Dataset entries:
+++++
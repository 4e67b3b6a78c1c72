//! Chrome discovery, launch and connection.

use std::path::PathBuf;
use std::process::Stdio;
use std::sync::Arc;
use std::time::{Duration, Instant};

use tokio::process::{Child, Command};
use tokio::sync::Mutex;
use tracing::{info, warn};

use chaant_config::{BrowserConfig, ConfigLoader};

use crate::cdp::CdpClient;
use crate::error::BrowserError;
use crate::page::CdpChessPage;

const LAUNCH_POLL: Duration = Duration::from_millis(200);

/// Starts (or reuses) a Chrome instance with remote debugging enabled.
pub struct BrowserLauncher {
    config: BrowserConfig,
}

impl BrowserLauncher {
    pub fn new(config: BrowserConfig) -> Self {
        Self { config }
    }

    pub fn endpoint(&self) -> String {
        format!("http://127.0.0.1:{}", self.config.debug_port)
    }

    fn profile_dir(&self) -> PathBuf {
        match &self.config.profile_dir {
            Some(dir) => ConfigLoader::expand_path(dir),
            None => ConfigLoader::chaant_dir().join("browser-profile"),
        }
    }

    /// Chrome binary: the configured path, else the first well-known location.
    pub fn find_chrome(&self) -> Option<PathBuf> {
        if let Some(path) = &self.config.chrome_path {
            let p = ConfigLoader::expand_path(path);
            return p.exists().then_some(p);
        }

        let candidates: &[&str] = if cfg!(target_os = "macos") {
            &[
                "/Applications/Google Chrome.app/Contents/MacOS/Google Chrome",
                "/Applications/Chromium.app/Contents/MacOS/Chromium",
            ]
        } else if cfg!(target_os = "windows") {
            &[
                r"C:\Program Files\Google\Chrome\Application\chrome.exe",
                r"C:\Program Files (x86)\Google\Chrome\Application\chrome.exe",
            ]
        } else {
            &[
                "/usr/bin/google-chrome",
                "/usr/bin/google-chrome-stable",
                "/usr/bin/chromium",
                "/usr/bin/chromium-browser",
                "/snap/bin/chromium",
            ]
        };
        candidates.iter().map(PathBuf::from).find(|p| p.exists())
    }

    /// Command-line flags for a launched Chrome.
    pub fn launch_args(&self) -> Vec<String> {
        let mut args = vec![
            format!("--remote-debugging-port={}", self.config.debug_port),
            format!("--user-data-dir={}", self.profile_dir().display()),
            "--no-first-run".to_string(),
            "--no-default-browser-check".to_string(),
            "--disable-background-networking".to_string(),
            "--disable-sync".to_string(),
            "--disable-translate".to_string(),
        ];
        if self.config.start_maximized {
            args.push("--start-maximized".to_string());
        }
        if self.config.headless {
            args.push("--headless=new".to_string());
        }
        args
    }

    async fn is_running(&self) -> bool {
        reqwest::get(format!("{}/json/version", self.endpoint()))
            .await
            .is_ok()
    }

    fn spawn_chrome(&self) -> Result<Child, BrowserError> {
        let chrome = self.find_chrome().ok_or(BrowserError::ChromeNotFound)?;
        let profile_dir = self.profile_dir();
        if let Err(e) = std::fs::create_dir_all(&profile_dir) {
            warn!("Failed to create profile directory: {}", e);
        }

        info!("Launching Chrome with profile at: {}", profile_dir.display());
        let child = Command::new(&chrome)
            .args(self.launch_args())
            .stdout(Stdio::null())
            .stderr(Stdio::null())
            .kill_on_drop(true)
            .spawn()
            .map_err(|e| BrowserError::LaunchFailed(e.to_string()))?;
        info!("Chrome launched with PID: {:?}", child.id());
        Ok(child)
    }

    /// Connect to Chrome on the debug port, launching it if nothing answers.
    pub async fn launch(&self) -> Result<Browser, BrowserError> {
        let mut process = None;
        if self.is_running().await {
            info!("Chrome already running on port {}", self.config.debug_port);
        } else {
            info!(
                "Chrome not running on port {}, launching...",
                self.config.debug_port
            );
            process = Some(self.spawn_chrome()?);

            let deadline = Instant::now() + Duration::from_secs(self.config.launch_timeout_secs);
            loop {
                tokio::time::sleep(LAUNCH_POLL).await;
                if self.is_running().await {
                    break;
                }
                if Instant::now() >= deadline {
                    return Err(BrowserError::LaunchFailed(
                        "Chrome failed to start within timeout".to_string(),
                    ));
                }
            }
        }

        let client = CdpClient::connect(&self.endpoint()).await?;
        info!("Connected to Chrome at {}", self.endpoint());
        Ok(Browser {
            client: Arc::new(client),
            process: Mutex::new(process),
        })
    }
}

/// A connected Chrome. Pages opened from it stay usable while it lives.
pub struct Browser {
    client: Arc<CdpClient>,
    process: Mutex<Option<Child>>,
}

impl Browser {
    /// Open a fresh tab ready to drive a chess game.
    pub async fn open_chess_page(&self) -> Result<CdpChessPage, BrowserError> {
        let session = self.client.new_page(Some("about:blank")).await?;
        Ok(CdpChessPage::new(session).await?)
    }

    pub fn client(&self) -> &Arc<CdpClient> {
        &self.client
    }

    /// Kill Chrome if this process launched it.
    pub async fn shutdown(&self) {
        if let Some(mut child) = self.process.lock().await.take() {
            info!("Shutting down Chrome...");
            if let Err(e) = child.kill().await {
                warn!("Failed to stop Chrome: {}", e);
            }
        }
    }
}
+++++
Activity
All of the data above must be retyped exactly.

Result of this task
repository 4e67b3b6a78c1c72
//! Chrome discovery, launch and connection.

use std::path::PathBuf;
use std::process::Stdio;
use std::sync::Arc;
use std::time::{Duration, Instant};

use tokio::process::{Child, Command};
use tokio::sync::Mutex;
use tracing::{info, warn};

use chaant_config::{BrowserConfig, ConfigLoader};

use crate::cdp::CdpClient;
use crate::error::BrowserError;
use crate::page::CdpChessPage;

const LAUNCH_POLL: Duration = Duration::from_millis(200);

/// Starts (or reuses) a Chrome instance with remote debugging enabled.
pub struct BrowserLauncher {
    config: BrowserConfig,
}

impl BrowserLauncher {
    pub fn new(config: BrowserConfig) -> Self {
        Self { config }
    }

    pub fn endpoint(&self) -> String {
        format!("http://127.0.0.1:{}", self.config.debug_port)
    }

    fn profile_dir(&self) -> PathBuf {
        match &self.config.profile_dir {
            Some(dir) => ConfigLoader::expand_path(dir),
            None => ConfigLoader::chaant_dir().join("browser-profile"),
        }
    }

    /// Chrome binary: the configured path, else the first well-known location.
    pub fn find_chrome(&self) -> Option<PathBuf> {
        if let Some(path) = &self.config.chrome_path {
            let p = ConfigLoader::expand_path(path);
            return p.exists().then_some(p);
        }

        let candidates: &[&str] = if cfg!(target_os = "macos") {
            &[
                "/Applications/Google Chrome.app/Contents/MacOS/Google Chrome",
                "/Applications/Chromium.app/Contents/MacOS/Chromium",
            ]
        } else if cfg!(target_os = "windows") {
            &[
                r"C:\Program Files\Google\Chrome\Application\chrome.exe",
                r"C:\Program Files (x86)\Google\Chrome\Application\chrome.exe",
            ]
        } else {
            &[
                "/usr/bin/google-chrome",
                "/usr/bin/google-chrome-stable",
                "/usr/bin/chromium",
                "/usr/bin/chromium-browser",
                "/snap/bin/chromium",
            ]
        };
        candidates.iter().map(PathBuf::from).find(|p| p.exists())
    }

    /// Command-line flags for a launched Chrome.
    pub fn launch_args(&self) -> Vec<String> {
        let mut args = vec![
            format!("--remote-debugging-port={}", self.config.debug_port),
            format!("--user-data-dir={}", self.profile_dir().display()),
            "--no-first-run".to_string(),
            "--no-default-browser-check".to_string(),
            "--disable-background-networking".to_string(),
            "--disable-sync".to_string(),
            "--disable-translate".to_string(),
        ];
        if self.config.start_maximized {
            args.push("--start-maximized".to_string());
        }
        if self.config.headless {
            args.push("--headless=new".to_string());
        }
        args
    }

    async fn is_running(&self) -> bool {
        reqwest::get(format!("{}/json/version", self.endpoint()))
            .await
            .is_ok()
    }

    fn spawn_chrome(&self) -> Result<Child, BrowserError> {
        let chrome = self.find_chrome().ok_or(BrowserError::ChromeNotFound)?;
        let profile_dir = self.profile_dir();
        if let Err(e) = std::fs::create_dir_all(&profile_dir) {
            warn!("Failed to create profile directory: {}", e);
        }

        info!("Launching Chrome with profile at: {}", profile_dir.display());
        let child = Command::new(&chrome)
            .args(self.launch_args())
            .stdout(Stdio::null())
            .stderr(Stdio::null())
            .kill_on_drop(true)
            .spawn()
            .map_err(|e| BrowserError::LaunchFailed(e.to_string()))?;
        info!("Chrome launched with PID: {:?}", child.id());
        Ok(child)
    }

    /// Connect to Chrome on the debug port, launching it if nothing answers.
    pub async fn launch(&self) -> Result<Browser, BrowserError> {
        let mut process = None;
        if self.is_running().await {
            info!("Chrome already running on port {}", self.config.debug_port);
        } else {
            info!(
                "Chrome not running on port {}, launching...",
                self.config.debug_port
            );
            process = Some(self.spawn_chrome()?);

            let deadline = Instant::now() + Duration::from_secs(self.config.launch_timeout_secs);
            loop {
                tokio::time::sleep(LAUNCH_POLL).await;
                if self.is_running().await {
                    break;
                }
                if Instant::now() >= deadline {
                    return Err(BrowserError::LaunchFailed(
                        "Chrome failed to start within timeout".to_string(),
                    ));
                }
            }
        }

        let client = CdpClient::connect(&self.endpoint()).await?;
        info!("Connected to Chrome at {}", self.endpoint());
        Ok(Browser {
            client: Arc::new(client),
            process: Mutex::new(process),
        })
    }
}

/// A connected Chrome. Pages opened from it stay usable while it lives.
pub struct Browser {
    client: Arc<CdpClient>,
    process: Mutex<Option<Child>>,
}

impl Browser {
    /// Open a fresh tab ready to drive a chess game.
    pub async fn open_chess_page(&self) -> Result<CdpChessPage, BrowserError> {
        let session = self.client.new_page(Some("about:blank")).await?;
        Ok(CdpChessPage::new(session).await?)
    }

    pub fn client(&self) -> &Arc<CdpClient> {
        &self.client
    }

    /// Kill Chrome if this process launched it.
    pub async fn shutdown(&self) {
        if let Some(mut child) = self.process.lock().await.take() {
            info!("Shutting down Chrome...");
            if let Err(e) = child.kill().await {
                warn!("Failed to stop Chrome: {}", e);
            }
        }
    }
}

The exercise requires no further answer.